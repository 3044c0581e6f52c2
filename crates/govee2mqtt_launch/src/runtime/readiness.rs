//! Bounded wait for a dependent service
//!
//! Each attempt asks the orchestrator whether the service is registered and,
//! if it is, makes one TCP reachability check. A service that is registered
//! but unreachable is retried exactly like one that is not registered.

use serde::Deserialize;
use std::fmt;
use std::time::Duration;

/// Connection parameters for a discovered service
#[derive(Clone, PartialEq, Eq, Deserialize)]
pub struct ServiceEndpoint {
    pub host: String,
    pub port: u16,
    #[serde(default)]
    pub username: Option<String>,
    #[serde(default)]
    pub password: Option<String>,
}

impl ServiceEndpoint {
    /// Create an endpoint without credentials
    pub fn new(host: impl Into<String>, port: u16) -> Self {
        Self {
            host: host.into(),
            port,
            username: None,
            password: None,
        }
    }

    /// Attach credentials
    pub fn with_credentials(
        mut self,
        username: impl Into<String>,
        password: impl Into<String>,
    ) -> Self {
        self.username = Some(username.into());
        self.password = Some(password.into());
        self
    }

    /// `host:port` form used for socket resolution
    pub fn address(&self) -> String {
        format!("{}:{}", self.host, self.port)
    }
}

impl fmt::Debug for ServiceEndpoint {
    fn fmt(&self, f: &mut fmt::Formatter<'_>) -> fmt::Result {
        f.debug_struct("ServiceEndpoint")
            .field("host", &self.host)
            .field("port", &self.port)
            .field("username", &self.username)
            .field("password", &self.password.as_ref().map(|_| "***"))
            .finish()
    }
}

/// How often and how long to poll
#[derive(Debug, Clone, PartialEq, Eq)]
pub struct RetryPolicy {
    pub max_attempts: u32,
    pub interval: Duration,
}

impl Default for RetryPolicy {
    fn default() -> Self {
        Self {
            max_attempts: 30,
            interval: Duration::from_secs(2),
        }
    }
}

/// Terminal outcome of a readiness wait
#[derive(Debug, Clone, PartialEq, Eq)]
pub enum ReadinessResult {
    Ready(ServiceEndpoint),
    TimedOut,
}

impl ReadinessResult {
    pub fn is_ready(&self) -> bool {
        matches!(self, ReadinessResult::Ready(_))
    }
}

/// Polls a service until it is registered and reachable, or attempts run out
pub struct ReadinessGate<S = fn(Duration)> {
    service: String,
    policy: RetryPolicy,
    sleep: S,
}

impl ReadinessGate {
    /// Create a gate that sleeps the current thread between attempts
    pub fn new(service: impl Into<String>, policy: RetryPolicy) -> Self {
        Self {
            service: service.into(),
            policy,
            sleep: std::thread::sleep,
        }
    }
}

impl<S: FnMut(Duration)> ReadinessGate<S> {
    /// Replace the sleep function (tests count sleeps instead of waiting)
    pub fn with_sleeper<T: FnMut(Duration)>(self, sleep: T) -> ReadinessGate<T> {
        ReadinessGate {
            service: self.service,
            policy: self.policy,
            sleep,
        }
    }

    pub fn policy(&self) -> &RetryPolicy {
        &self.policy
    }

    /// Log prefix; empty for an unnamed gate
    fn tag(&self) -> String {
        if self.service.is_empty() {
            String::new()
        } else {
            format!("[{}] ", self.service)
        }
    }

    /// Run the polling loop
    pub fn wait<P, C>(&mut self, mut probe: P, mut connect_check: C) -> ReadinessResult
    where
        P: FnMut() -> Option<ServiceEndpoint>,
        C: FnMut(&ServiceEndpoint) -> bool,
    {
        let max = self.policy.max_attempts;
        let tag = self.tag();

        for attempt in 1..=max {
            match probe() {
                Some(endpoint) => {
                    if connect_check(&endpoint) {
                        log::info!(
                            "{}Ready at {} (attempt {}/{})",
                            tag,
                            endpoint.address(),
                            attempt,
                            max
                        );
                        return ReadinessResult::Ready(endpoint);
                    }
                    log::info!(
                        "{}Registered but {} is not reachable yet (attempt {}/{})",
                        tag,
                        endpoint.address(),
                        attempt,
                        max
                    );
                }
                None => {
                    log::info!(
                        "{}Service not available yet (attempt {}/{})",
                        tag,
                        attempt,
                        max
                    );
                }
            }

            (self.sleep)(self.policy.interval);
        }

        log::error!(
            "{}Service did not become ready after {} attempts",
            tag,
            max
        );
        ReadinessResult::TimedOut
    }
}

/// Wait for an unnamed service using the given probe and connect-check
pub fn wait_for_service<P, C>(
    probe: P,
    connect_check: C,
    policy: &RetryPolicy,
) -> ReadinessResult
where
    P: FnMut() -> Option<ServiceEndpoint>,
    C: FnMut(&ServiceEndpoint) -> bool,
{
    ReadinessGate::new("", policy.clone()).wait(probe, connect_check)
}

——

### ASSIGNMENT:
Go through the records and pull out each line that includes the word "TimedOut".

### RESPONSE BOX:
    TimedOut,
        ReadinessResult::TimedOut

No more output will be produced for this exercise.